*** Task material Section Begins ***
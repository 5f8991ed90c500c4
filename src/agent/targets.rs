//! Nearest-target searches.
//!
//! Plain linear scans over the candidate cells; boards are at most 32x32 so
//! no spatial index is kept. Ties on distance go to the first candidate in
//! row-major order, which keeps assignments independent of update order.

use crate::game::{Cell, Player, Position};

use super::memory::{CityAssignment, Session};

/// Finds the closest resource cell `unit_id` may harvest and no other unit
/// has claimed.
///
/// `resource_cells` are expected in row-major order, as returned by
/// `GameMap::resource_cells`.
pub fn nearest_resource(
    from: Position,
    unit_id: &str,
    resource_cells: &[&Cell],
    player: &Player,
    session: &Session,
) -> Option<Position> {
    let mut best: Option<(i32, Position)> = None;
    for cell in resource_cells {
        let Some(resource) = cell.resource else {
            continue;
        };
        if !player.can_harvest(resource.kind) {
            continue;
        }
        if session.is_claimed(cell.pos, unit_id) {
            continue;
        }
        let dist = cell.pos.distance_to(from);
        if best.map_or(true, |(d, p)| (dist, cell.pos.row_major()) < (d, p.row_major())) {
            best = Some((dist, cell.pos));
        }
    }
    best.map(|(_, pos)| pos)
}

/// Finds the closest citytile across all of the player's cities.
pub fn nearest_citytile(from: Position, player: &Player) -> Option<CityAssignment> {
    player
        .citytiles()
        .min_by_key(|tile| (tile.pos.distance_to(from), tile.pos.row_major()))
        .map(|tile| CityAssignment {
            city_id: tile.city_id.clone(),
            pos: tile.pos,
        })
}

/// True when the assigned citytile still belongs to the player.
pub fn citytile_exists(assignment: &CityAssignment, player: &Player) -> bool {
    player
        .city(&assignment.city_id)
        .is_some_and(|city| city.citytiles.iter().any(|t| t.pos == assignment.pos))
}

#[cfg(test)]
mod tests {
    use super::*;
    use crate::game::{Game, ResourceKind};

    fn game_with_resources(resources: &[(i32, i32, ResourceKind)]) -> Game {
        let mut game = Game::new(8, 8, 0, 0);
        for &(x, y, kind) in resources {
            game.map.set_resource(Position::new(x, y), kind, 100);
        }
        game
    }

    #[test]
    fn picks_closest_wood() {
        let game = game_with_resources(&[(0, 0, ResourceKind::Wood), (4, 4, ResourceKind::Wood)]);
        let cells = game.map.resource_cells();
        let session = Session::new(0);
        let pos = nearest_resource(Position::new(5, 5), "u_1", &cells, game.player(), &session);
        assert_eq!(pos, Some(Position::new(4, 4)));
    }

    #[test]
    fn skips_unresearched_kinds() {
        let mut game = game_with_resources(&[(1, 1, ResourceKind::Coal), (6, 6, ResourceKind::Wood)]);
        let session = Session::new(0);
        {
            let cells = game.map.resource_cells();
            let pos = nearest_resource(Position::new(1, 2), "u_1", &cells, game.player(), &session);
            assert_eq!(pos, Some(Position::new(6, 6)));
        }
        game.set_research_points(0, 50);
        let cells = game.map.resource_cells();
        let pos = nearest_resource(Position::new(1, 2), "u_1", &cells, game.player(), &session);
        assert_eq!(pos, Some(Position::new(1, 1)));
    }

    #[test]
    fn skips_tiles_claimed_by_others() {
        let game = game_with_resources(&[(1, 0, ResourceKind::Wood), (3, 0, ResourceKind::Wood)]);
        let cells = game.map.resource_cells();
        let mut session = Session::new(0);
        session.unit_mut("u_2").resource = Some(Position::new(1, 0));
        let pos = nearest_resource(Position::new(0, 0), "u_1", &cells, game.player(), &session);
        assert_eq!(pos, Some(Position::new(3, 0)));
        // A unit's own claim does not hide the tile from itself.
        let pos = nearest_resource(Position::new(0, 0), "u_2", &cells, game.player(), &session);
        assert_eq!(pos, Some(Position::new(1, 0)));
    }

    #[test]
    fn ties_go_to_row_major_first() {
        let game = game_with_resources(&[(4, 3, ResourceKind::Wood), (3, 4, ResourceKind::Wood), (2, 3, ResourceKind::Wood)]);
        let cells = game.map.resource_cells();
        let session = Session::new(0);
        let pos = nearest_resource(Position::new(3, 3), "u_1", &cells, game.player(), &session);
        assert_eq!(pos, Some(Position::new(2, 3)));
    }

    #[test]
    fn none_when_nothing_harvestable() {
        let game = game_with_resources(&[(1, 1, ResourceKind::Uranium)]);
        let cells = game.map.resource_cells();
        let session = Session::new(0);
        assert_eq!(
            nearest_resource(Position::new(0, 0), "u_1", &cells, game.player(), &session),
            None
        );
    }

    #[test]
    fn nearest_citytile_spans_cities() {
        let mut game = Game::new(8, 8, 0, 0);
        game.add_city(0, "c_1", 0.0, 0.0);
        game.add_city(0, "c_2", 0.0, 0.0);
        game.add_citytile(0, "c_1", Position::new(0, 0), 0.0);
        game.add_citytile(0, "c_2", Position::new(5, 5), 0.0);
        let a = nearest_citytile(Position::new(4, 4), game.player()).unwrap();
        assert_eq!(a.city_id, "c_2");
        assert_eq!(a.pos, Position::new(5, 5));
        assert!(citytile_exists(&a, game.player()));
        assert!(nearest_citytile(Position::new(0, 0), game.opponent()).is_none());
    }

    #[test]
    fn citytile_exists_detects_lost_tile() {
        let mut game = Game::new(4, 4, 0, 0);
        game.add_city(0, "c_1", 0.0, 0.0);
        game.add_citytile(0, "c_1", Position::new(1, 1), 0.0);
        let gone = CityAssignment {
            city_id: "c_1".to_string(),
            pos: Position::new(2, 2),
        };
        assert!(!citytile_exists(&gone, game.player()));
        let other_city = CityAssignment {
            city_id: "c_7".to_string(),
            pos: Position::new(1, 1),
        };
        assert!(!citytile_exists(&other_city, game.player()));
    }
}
*** Task material Section Ends ***
*** Task material Section Begins ***
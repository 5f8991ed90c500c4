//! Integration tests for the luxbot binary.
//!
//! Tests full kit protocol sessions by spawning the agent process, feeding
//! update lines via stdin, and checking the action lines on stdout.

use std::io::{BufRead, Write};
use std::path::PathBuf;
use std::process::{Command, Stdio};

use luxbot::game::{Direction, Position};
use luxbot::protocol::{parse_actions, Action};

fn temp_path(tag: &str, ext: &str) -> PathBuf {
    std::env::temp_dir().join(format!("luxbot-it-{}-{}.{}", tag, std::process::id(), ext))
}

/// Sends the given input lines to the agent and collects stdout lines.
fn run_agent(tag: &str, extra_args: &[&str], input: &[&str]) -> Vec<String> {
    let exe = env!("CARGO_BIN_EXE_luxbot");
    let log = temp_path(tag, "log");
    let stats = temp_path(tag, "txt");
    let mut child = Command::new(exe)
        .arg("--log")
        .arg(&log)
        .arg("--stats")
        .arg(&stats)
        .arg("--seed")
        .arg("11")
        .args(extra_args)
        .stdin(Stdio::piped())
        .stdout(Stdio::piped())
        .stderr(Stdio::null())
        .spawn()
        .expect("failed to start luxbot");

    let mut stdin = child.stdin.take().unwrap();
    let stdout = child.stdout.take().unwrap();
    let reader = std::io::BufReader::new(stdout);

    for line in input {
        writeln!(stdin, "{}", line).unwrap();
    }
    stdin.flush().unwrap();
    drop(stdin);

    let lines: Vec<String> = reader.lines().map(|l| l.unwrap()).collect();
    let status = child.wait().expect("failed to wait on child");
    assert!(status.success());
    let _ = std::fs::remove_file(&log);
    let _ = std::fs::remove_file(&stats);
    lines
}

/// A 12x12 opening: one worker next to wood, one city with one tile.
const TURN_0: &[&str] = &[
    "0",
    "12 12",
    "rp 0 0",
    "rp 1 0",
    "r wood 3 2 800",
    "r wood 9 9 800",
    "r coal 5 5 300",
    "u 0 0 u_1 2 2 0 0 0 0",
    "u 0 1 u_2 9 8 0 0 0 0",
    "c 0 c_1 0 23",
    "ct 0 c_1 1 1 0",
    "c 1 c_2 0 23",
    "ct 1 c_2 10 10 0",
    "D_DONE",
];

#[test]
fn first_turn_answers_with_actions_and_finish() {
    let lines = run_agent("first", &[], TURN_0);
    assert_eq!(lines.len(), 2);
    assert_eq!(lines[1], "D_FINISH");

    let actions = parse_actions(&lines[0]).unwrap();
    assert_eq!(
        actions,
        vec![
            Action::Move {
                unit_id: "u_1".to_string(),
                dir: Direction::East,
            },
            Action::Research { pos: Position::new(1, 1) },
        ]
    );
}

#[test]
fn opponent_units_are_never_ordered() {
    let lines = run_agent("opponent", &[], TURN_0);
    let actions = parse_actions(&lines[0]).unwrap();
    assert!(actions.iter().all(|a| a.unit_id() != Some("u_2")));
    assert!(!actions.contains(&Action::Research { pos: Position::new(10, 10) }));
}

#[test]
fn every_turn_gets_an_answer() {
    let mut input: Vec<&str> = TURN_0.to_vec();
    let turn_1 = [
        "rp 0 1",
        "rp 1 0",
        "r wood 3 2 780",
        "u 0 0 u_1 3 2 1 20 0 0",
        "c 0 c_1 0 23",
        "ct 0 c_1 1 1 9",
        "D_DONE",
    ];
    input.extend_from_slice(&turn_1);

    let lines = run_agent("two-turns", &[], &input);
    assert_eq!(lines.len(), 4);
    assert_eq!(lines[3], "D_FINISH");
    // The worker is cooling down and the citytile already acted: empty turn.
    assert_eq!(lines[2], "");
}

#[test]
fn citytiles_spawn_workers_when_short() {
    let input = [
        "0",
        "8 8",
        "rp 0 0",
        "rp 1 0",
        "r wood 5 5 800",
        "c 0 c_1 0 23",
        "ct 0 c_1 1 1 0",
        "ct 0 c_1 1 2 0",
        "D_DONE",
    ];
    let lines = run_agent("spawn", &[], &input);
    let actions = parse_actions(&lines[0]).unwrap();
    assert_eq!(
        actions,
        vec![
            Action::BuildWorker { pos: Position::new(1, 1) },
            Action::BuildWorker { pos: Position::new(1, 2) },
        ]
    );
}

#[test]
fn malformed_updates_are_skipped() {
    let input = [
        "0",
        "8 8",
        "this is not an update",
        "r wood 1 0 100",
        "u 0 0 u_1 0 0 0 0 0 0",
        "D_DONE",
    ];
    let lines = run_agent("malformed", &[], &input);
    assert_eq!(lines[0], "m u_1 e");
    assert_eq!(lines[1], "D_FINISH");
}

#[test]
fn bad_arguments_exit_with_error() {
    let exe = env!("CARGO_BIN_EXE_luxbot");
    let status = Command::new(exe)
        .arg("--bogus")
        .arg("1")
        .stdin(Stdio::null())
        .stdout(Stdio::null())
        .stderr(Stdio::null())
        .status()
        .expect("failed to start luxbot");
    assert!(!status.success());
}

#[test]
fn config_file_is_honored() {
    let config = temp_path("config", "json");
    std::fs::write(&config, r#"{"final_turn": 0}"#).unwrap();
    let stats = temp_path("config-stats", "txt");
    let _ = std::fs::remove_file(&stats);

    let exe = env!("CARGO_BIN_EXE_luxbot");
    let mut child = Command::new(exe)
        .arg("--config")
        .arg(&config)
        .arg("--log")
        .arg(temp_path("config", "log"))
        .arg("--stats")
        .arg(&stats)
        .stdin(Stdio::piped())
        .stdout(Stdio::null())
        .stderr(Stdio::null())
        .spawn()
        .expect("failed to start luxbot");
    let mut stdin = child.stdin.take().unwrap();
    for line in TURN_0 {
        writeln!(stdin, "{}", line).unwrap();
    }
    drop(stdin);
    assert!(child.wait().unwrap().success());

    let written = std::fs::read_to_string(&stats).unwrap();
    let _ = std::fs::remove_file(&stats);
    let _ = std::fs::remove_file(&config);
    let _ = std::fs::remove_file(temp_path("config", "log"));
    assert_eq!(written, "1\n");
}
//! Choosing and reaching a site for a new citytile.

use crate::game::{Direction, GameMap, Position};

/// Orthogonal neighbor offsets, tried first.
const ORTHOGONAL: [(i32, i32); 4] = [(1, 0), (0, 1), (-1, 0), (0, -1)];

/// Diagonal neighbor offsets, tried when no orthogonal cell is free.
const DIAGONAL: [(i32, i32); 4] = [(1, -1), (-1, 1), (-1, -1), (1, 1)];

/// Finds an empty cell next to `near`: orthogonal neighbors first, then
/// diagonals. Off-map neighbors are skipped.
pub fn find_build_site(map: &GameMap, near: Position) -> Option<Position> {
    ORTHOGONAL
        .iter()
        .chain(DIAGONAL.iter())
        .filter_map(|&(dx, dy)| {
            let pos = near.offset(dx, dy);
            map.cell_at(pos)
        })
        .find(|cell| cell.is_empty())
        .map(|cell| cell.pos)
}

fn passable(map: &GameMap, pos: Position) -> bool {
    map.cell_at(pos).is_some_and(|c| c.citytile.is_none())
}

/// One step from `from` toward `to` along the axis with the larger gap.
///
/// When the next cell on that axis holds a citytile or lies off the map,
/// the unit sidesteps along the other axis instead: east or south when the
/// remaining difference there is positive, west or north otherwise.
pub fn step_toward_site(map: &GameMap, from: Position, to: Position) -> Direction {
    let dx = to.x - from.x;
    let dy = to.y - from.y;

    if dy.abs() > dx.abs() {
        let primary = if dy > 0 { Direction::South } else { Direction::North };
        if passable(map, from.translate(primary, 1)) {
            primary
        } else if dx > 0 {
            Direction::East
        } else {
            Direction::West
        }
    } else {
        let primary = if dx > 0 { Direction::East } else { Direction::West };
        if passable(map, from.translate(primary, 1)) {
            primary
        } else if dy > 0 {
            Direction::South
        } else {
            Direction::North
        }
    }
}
*** Task material Section Ends ***
Assignment:
For each line in the entries that contains the string "best", make a copy.

Response to this task:
    let mut best: Option<(i32, Position)> = None;
        if best.map_or(true, |(d, p)| (dist, cell.pos.row_major()) < (d, p.row_major())) {
            best = Some((dist, cell.pos));
    best.map(|(_, pos)| pos)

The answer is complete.